6. C'est le cas de bien d'autres encore qui, il me semble, ont dépassé dans la réalité les règles elles-mêmes fixées par leur doctrine. Ainsi de Caton d'Utique : quand je le vois mourir et se déchirer les entrailles150, je ne puis me contenter de croire simplement que son âme était alors totalement exempte de trouble et d'effroi. Je ne puis croire qu'il se comportait seulement de la façon dont les règles de l'école stoïque l'exigeaient : demeurer calme, sans émotion, impassible. Il y avait, me semble-t-il, dans la vertu de cet homme, trop de jovialité et de verdeur pour s'en tenir à cela. Je crois plutôt qu'il tira du plaisir et de la volupté d'une action si remarquable, et qu'il s'y complut davantage qu'en aucune autre de sa vie. « Il quitta la vie heureux d'avoir trouvé une bonne raison de se donner la mort». [Cicéron Tusculanes I, 30]

7. J'en suis tellement persuadé que je doute même qu'il eût accepté que l'occasion d'une si belle action lui fût ôtée. Et si la qualité de sa nature, qui lui faisait s'occuper des intérêts publics plus que des siens ne m'en empêchait, j'adopterais volontiers le point de vue selon lequel il savait gré au hasard d'avoir mis sa vertu à si rude épreuve et d'avoir aidé ce brigand151 à fouler aux pieds l'antique liberté de sa patrie. Il me semble lire en ce comportement je ne sais quelle joyeuseté de l'âme, une bouffée de plaisir extraordinaire et de volupté virile, en considérant la noblesse et l'élévation de son attitude :

Plus fière parce qu'elle s'était résolue à mourir;

[Horace Odes I, 37]

[une âme] qui n'est pas stimulée par quelque espérance de gloire, comme les jugements vulgaires et peu solides de certains hommes ont tenté de le faire croire : cette attitude est trop basse pour un cœur si noble, si fier et si ferme; une âme stimulée par la beauté de la chose en elle-même : il la voyait bien plus clairement, et dans toute sa perfection, lui qui en pressait les ressorts, que nous ne pouvons le faire.

8. La philosophie m'a comblé d'aise en considérant qu'une si belle action ne pouvait pas trouver d'autre vie que celle de Caton pour l'accueillir décemment, et qu'il ne pouvait appartenir qu'à la sienne de finir ainsi. C'est pour cela qu'il conseilla judicieusement à son fils et aux sénateurs qui l'accompagnaient de régler autrement leur propre cas. « Caton, que la nature avait doté d'un étonnant sérieux, et qui l'avait encore renforcé par une fermeté constante, demeuré solide sur ses principes, devait mourir plutôt que de supporter la vue d'un tyran » [Cicéron De Officiis I,31]

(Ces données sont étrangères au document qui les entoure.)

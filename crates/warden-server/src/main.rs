use std::sync::Arc;

use clap::Parser;
use tracing_subscriber::EnvFilter;
use tracing_subscriber::layer::SubscriberExt;
use tracing_subscriber::util::SubscriberInitExt;

use warden_core::permission::Permission;
use warden_core::resource::Resource;
use warden_server::admin;
use warden_server::cache::PermissionCache;
use warden_server::cli::{Cli, Command};
use warden_server::config::{AppConfig, LogFormat, StorageBackend};
use warden_server::metrics::Metrics;
use warden_server::service::AuthService;
use warden_storage::{InMemoryStore, PermissionStore, PostgresStore};

type BoxError = Box<dyn std::error::Error>;

fn init_logging(config: &AppConfig) {
    let filter =
        EnvFilter::try_from_default_env().unwrap_or_else(|_| EnvFilter::new(&config.log.level));
    let registry = tracing_subscriber::registry().with(filter);

    match config.log.format {
        LogFormat::Json => {
            let fmt_layer = tracing_subscriber::fmt::layer().json();
            registry.with(fmt_layer).init();
        }
        LogFormat::Pretty => {
            let fmt_layer = tracing_subscriber::fmt::layer().pretty();
            registry.with(fmt_layer).init();
        }
    }
}

#[tokio::main]
async fn main() -> Result<(), BoxError> {
    let cli = Cli::parse();

    let config = AppConfig::load(cli.config.as_deref())?;
    init_logging(&config);

    let command = cli.command.unwrap_or(Command::Serve);
    if let Command::Migrate = command {
        return run_migrate(&config).await;
    }

    match config.storage.backend {
        StorageBackend::Memory => {
            tracing::info!("using in-memory permission store");
            run(Arc::new(InMemoryStore::new()), command, config).await
        }
        StorageBackend::Postgres => {
            let store =
                PostgresStore::connect(&config.database.url, config.database.max_connections)
                    .await?;
            tracing::info!(max_connections = config.database.max_connections, "connected to PostgreSQL");
            run(Arc::new(store), command, config).await
        }
    }
}

async fn run<S: PermissionStore + 'static>(
    store: Arc<S>,
    command: Command,
    config: AppConfig,
) -> Result<(), BoxError> {
    let metrics = Arc::new(Metrics::new());
    let cache = Arc::new(PermissionCache::new(Arc::clone(&store)).with_metrics(Arc::clone(&metrics)));
    let service = AuthService::new(store, cache, metrics);

    match command {
        Command::Serve => run_serve(service, config).await,
        Command::Bootstrap => run_bootstrap(&service, &config).await,
        Command::Check {
            role,
            permission,
            resource,
        } => run_check(&service, &role, &permission, &resource).await,
        Command::ListPermissions { role } => run_list_permissions(&service, role.as_deref()).await,
        Command::Migrate => Ok(()),
    }
}

async fn run_migrate(config: &AppConfig) -> Result<(), BoxError> {
    if config.storage.backend != StorageBackend::Postgres {
        tracing::warn!("storage backend is not postgres, nothing to migrate");
        return Ok(());
    }

    tracing::info!("running database migrations");
    let pool = sqlx::PgPool::connect(&config.database.url).await?;
    warden_storage::postgres::migrations::run_migrations(&pool).await?;
    tracing::info!("migrations completed successfully");
    Ok(())
}

async fn run_bootstrap<S: PermissionStore + 'static>(
    service: &AuthService<S>,
    config: &AppConfig,
) -> Result<(), BoxError> {
    let name = &config.bootstrap.superuser;
    let created = service
        .ensure_superuser(name, config.bootstrap.password.as_deref())
        .await?;

    if created {
        println!("Superuser '{name}' created");
    } else {
        println!("Superuser '{name}' already exists");
    }
    Ok(())
}

async fn run_check<S: PermissionStore + 'static>(
    service: &AuthService<S>,
    role: &str,
    permission: &str,
    resource: &str,
) -> Result<(), BoxError> {
    let permission: Permission = permission.parse()?;
    let resource: Resource = resource.parse()?;

    service.cache().refresh_once().await?;

    match service.check(role, permission, &resource) {
        Ok(()) => {
            println!("ALLOWED: {role} has {permission} on {}", resource.label());
            Ok(())
        }
        Err(e) => {
            println!("DENIED: {e}");
            std::process::exit(1);
        }
    }
}

async fn run_list_permissions<S: PermissionStore + 'static>(
    service: &AuthService<S>,
    role: Option<&str>,
) -> Result<(), BoxError> {
    let grants = service.store().list_permissions(role).await?;

    if grants.is_empty() {
        println!("No permissions granted");
    }
    for grant in grants {
        println!(
            "{:<24} {:<32} {}",
            grant.role,
            grant.resource.to_string(),
            grant.permissions
        );
    }
    Ok(())
}

async fn run_serve<S: PermissionStore + 'static>(
    service: AuthService<S>,
    config: AppConfig,
) -> Result<(), BoxError> {
    tracing::info!(
        admin_addr = %config.admin_addr(),
        refresh_interval_ms = config.cache.refresh_interval_ms,
        "starting warden server"
    );

    service
        .ensure_superuser(
            &config.bootstrap.superuser,
            config.bootstrap.password.as_deref(),
        )
        .await?;

    let cache = Arc::clone(service.cache());
    cache.refresh().await;
    let refresher = Arc::clone(&cache).spawn_refresh_task(config.refresh_interval());

    let router = admin::create_router(Arc::clone(&cache), Arc::clone(service.metrics()));
    let listener = tokio::net::TcpListener::bind(config.admin_addr()).await?;
    tracing::info!(addr = %config.admin_addr(), "admin listener ready");

    let result = axum::serve(listener, router)
        .with_graceful_shutdown(shutdown_signal())
        .await;

    refresher.abort();
    if let Err(e) = result {
        tracing::error!(error = %e, "admin server error");
        return Err(e.into());
    }

    tracing::info!("server shut down gracefully");
    Ok(())
}

async fn shutdown_signal() {
    let ctrl_c = tokio::signal::ctrl_c();

    match tokio::signal::unix::signal(tokio::signal::unix::SignalKind::terminate()) {
        Ok(mut sigterm) => {
            tokio::select! {
                _ = ctrl_c => { tracing::info!("received SIGINT"); }
                _ = sigterm.recv() => { tracing::info!("received SIGTERM"); }
            }
        }
        Err(e) => {
            tracing::warn!(error = %e, "failed to register SIGTERM handler, using SIGINT only");
            let _ = ctrl_c.await;
            tracing::info!("received SIGINT");
        }
    }
}
use std::fmt::Write;
use std::sync::Arc;
use std::sync::atomic::{AtomicU64, Ordering};

use axum::extract::State;
use axum::http::StatusCode;
use axum::response::IntoResponse;

#[derive(Debug, Default)]
pub struct Metrics {
    authz_checks: AtomicU64,
    authz_allowed: AtomicU64,
    authz_denied: AtomicU64,
    cache_refreshes: AtomicU64,
    cache_refresh_failures: AtomicU64,
    cache_generation: AtomicU64,
    cache_version: AtomicU64,
}

impl Metrics {
    pub fn new() -> Self {
        Self::default()
    }

    pub fn record_check(&self, allowed: bool) {
        self.authz_checks.fetch_add(1, Ordering::Relaxed);
        if allowed {
            self.authz_allowed.fetch_add(1, Ordering::Relaxed);
        } else {
            self.authz_denied.fetch_add(1, Ordering::Relaxed);
        }
    }

    /// A swap that installed a new snapshot.
    pub fn record_refresh(&self, generation: u64, version: u64) {
        self.cache_refreshes.fetch_add(1, Ordering::Relaxed);
        self.cache_generation.store(generation, Ordering::Relaxed);
        self.cache_version.store(version, Ordering::Relaxed);
    }

    pub fn record_refresh_failure(&self) {
        self.cache_refresh_failures.fetch_add(1, Ordering::Relaxed);
    }

    pub fn authz_checks(&self) -> u64 {
        self.authz_checks.load(Ordering::Relaxed)
    }

    pub fn authz_allowed(&self) -> u64 {
        self.authz_allowed.load(Ordering::Relaxed)
    }

    pub fn authz_denied(&self) -> u64 {
        self.authz_denied.load(Ordering::Relaxed)
    }

    pub fn cache_refreshes(&self) -> u64 {
        self.cache_refreshes.load(Ordering::Relaxed)
    }

    pub fn cache_refresh_failures(&self) -> u64 {
        self.cache_refresh_failures.load(Ordering::Relaxed)
    }

    pub fn cache_generation(&self) -> u64 {
        self.cache_generation.load(Ordering::Relaxed)
    }

    pub fn render_prometheus(&self) -> String {
        let series = [
            (
                "warden_authz_checks_total",
                "counter",
                "Authorization decisions made.",
                self.authz_checks(),
            ),
            (
                "warden_authz_allowed_total",
                "counter",
                "Authorization decisions that allowed the action.",
                self.authz_allowed(),
            ),
            (
                "warden_authz_denied_total",
                "counter",
                "Authorization decisions that denied the action.",
                self.authz_denied(),
            ),
            (
                "warden_cache_refreshes_total",
                "counter",
                "Permission snapshots installed by the cache.",
                self.cache_refreshes(),
            ),
            (
                "warden_cache_refresh_failures_total",
                "counter",
                "Permission cache refreshes that failed to load.",
                self.cache_refresh_failures(),
            ),
            (
                "warden_cache_generation",
                "gauge",
                "Generation of the current permission snapshot.",
                self.cache_generation(),
            ),
            (
                "warden_cache_store_version",
                "gauge",
                "Store version of the current permission snapshot.",
                self.cache_version.load(Ordering::Relaxed),
            ),
        ];

        let mut output = String::new();
        for (name, kind, help, value) in series {
            let _ = writeln!(output, "# HELP {name} {help}");
            let _ = writeln!(output, "# TYPE {name} {kind}");
            let _ = writeln!(output, "{name} {value}");
        }
        output
    }
}

pub async fn metrics_handler(State(metrics): State<Arc<Metrics>>) -> impl IntoResponse {
    (
        StatusCode::OK,
        [("content-type", "text/plain; version=0.0.4; charset=utf-8")],
        metrics.render_prometheus(),
    )
}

9. Toute mort doit être conforme à ce que fut la vie qu'elle clôt. Nous ne devenons pas quelqu'un d'autre au moment de mourir ; j'explique toujours la mort par la vie qu'on a eue. Et si on m'en présente une qui semble forte, mais rattachée à une vie qui fut faible, je considère qu'elle est plutôt produite par quelque cause faible en rapport avec ce que fut cette vie.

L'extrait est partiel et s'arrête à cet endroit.